Bassett v. Colorado Department of Corrections
Filing
51
ORDER granting 47 Defendants Klinkler and Lombard's Motion to Stay Discovery and Vacate the Scheduling Conference. This matter is STAYED pending resolution of the pending motion to dismiss 46 . Scheduling Conference 7/8/2014 02:30 PM is vacated. By Magistrate Judge Michael J. Watanabe on 7/2/2014.(emill)

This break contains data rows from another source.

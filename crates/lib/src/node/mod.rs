//! Node identity: statepoints and stable ids.
//!
//! A node is one point in the variant tree. Its statepoint is the immutable
//! parameter set that defines its identity; the id is a truncated SHA-256 of
//! the JSON-serialized statepoint, so an unchanged specification always
//! re-derives the same ids.

use std::collections::BTreeMap;

use serde::{Deserialize, Serialize};
use serde_json::Value;
use sha2::{Digest, Sha256};

use crate::consts::NODE_ID_PREFIX_LEN;
use crate::spec::BuildStep;

pub mod document;
pub use document::{Document, HistoryEntry, LogRef, NodeState, StepOutcome, StepType};

pub type IdError = serde_json::Error;

/// Stable identifier of a node, derived from its statepoint.
///
/// A 20-character truncated lowercase-hex SHA-256. Truncation keeps node
/// directory names readable while remaining collision resistant at sweep
/// scale.
#[derive(Debug, Clone, PartialEq, Eq, PartialOrd, Ord, Hash, Serialize, Deserialize)]
pub struct NodeId(pub String);

impl std::fmt::Display for NodeId {
  fn fmt(&self, f: &mut std::fmt::Formatter<'_>) -> std::fmt::Result {
    write!(f, "{}", self.0)
  }
}

/// Anything that derives a stable id from its serialized form.
pub trait Identifiable: Serialize {
  fn compute_id(&self) -> Result<NodeId, IdError> {
    let serialized = serde_json::to_string(self)?;
    let mut hasher = Sha256::new();
    hasher.update(serialized.as_bytes());
    let full = format!("{:x}", hasher.finalize());
    Ok(NodeId(full[..NODE_ID_PREFIX_LEN].to_string()))
  }
}

/// Immutable identity-defining parameter set of a node.
///
/// Never mutated after creation; only the document changes over a node's
/// lifetime.
#[derive(Debug, Clone, PartialEq, Serialize, Deserialize)]
pub struct Statepoint {
  /// Parameters introduced at this level of the tree.
  pub params: BTreeMap<String, Value>,

  /// Which parameter names are new at this level.
  pub keys: Vec<String>,

  pub parent_id: Option<NodeId>,

  /// True if further variation levels exist below this node. Such nodes
  /// are never eligible for terminal execution operations.
  pub has_child: bool,

  /// Name of the operation this node instantiates.
  pub operation: String,

  #[serde(default)]
  pub pre_build: Vec<BuildStep>,

  #[serde(default)]
  pub post_build: Vec<BuildStep>,

  /// Snapshot of the parent's effective parameters, so descendants resolve
  /// inherited values without walking the tree.
  #[serde(default)]
  pub parent: BTreeMap<String, Value>,
}

impl Identifiable for Statepoint {}

impl Statepoint {
  /// The statepoint of the workspace root node holding the base case.
  pub fn root() -> Self {
    Self {
      params: BTreeMap::new(),
      keys: Vec::new(),
      parent_id: None,
      has_child: true,
      operation: "base".to_string(),
      pre_build: Vec::new(),
      post_build: Vec::new(),
      parent: BTreeMap::new(),
    }
  }

  /// Own parameters merged over the inherited parent snapshot.
  pub fn effective_params(&self) -> BTreeMap<String, Value> {
    let mut all = self.parent.clone();
    for (k, v) in &self.params {
      all.insert(k.clone(), v.clone());
    }
    all
  }
}

/// A point in the variant tree: identity plus mutable runtime document.
#[derive(Debug, Clone, PartialEq, Serialize, Deserialize)]
pub struct Node {
  pub id: NodeId,
  pub statepoint: Statepoint,
  pub document: Document,
}

impl Node {
  /// Leaf nodes are the only ones eligible for terminal execution.
  pub fn is_leaf(&self) -> bool {
    !self.statepoint.has_child
  }
}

IN THE UNITED STATES DISTRICT COURT
FOR THE DISTRICT OF COLORADO
Civil Action No. 13-cv-03391-MJW
STEVEN W. BASSETT,
Plaintiff,
v.
CDOC EMPLOYEE, Who Wrecked CTU Bus on December 17, 2012,
SERGEANT LOMBARDO of CTU, and
CDOC SPOKESMAN, Liaison on Scene of CTU Bus Wreck, December 17, 2012,
Defendants.
ORDER ON
DEFENDANT KLINKLER AND LOMBARD’S MOTION TO STAY DISCOVERY AND
VACATE THE SCHEDULING CONFERENCE
(Docket No. 47)
MICHAEL J. WATANABE
United States Magistrate Judge
Now before the court is Defendants Klinkler and Lombard’s Motion to Stay
Discovery and Vacate the Scheduling Conference (Docket No. 47). The court has
taken judicial notice of the court’s file, and has considered the applicable Federal Rules
of Civil Procedure and case law. The court notes that it may rule on a motion at any
time after it is filed. D.C.COLO.LCivR 7.1(d). The court now being fully informed makes
the following findings of fact, conclusions of law, and order.
I. Background
Pro se incarcerated plaintiff Steven Bassett brings claims implicating the Eighth
Amendment. Defendants filed a Motion Dismiss (Docket No. 46) on June 13, 2014.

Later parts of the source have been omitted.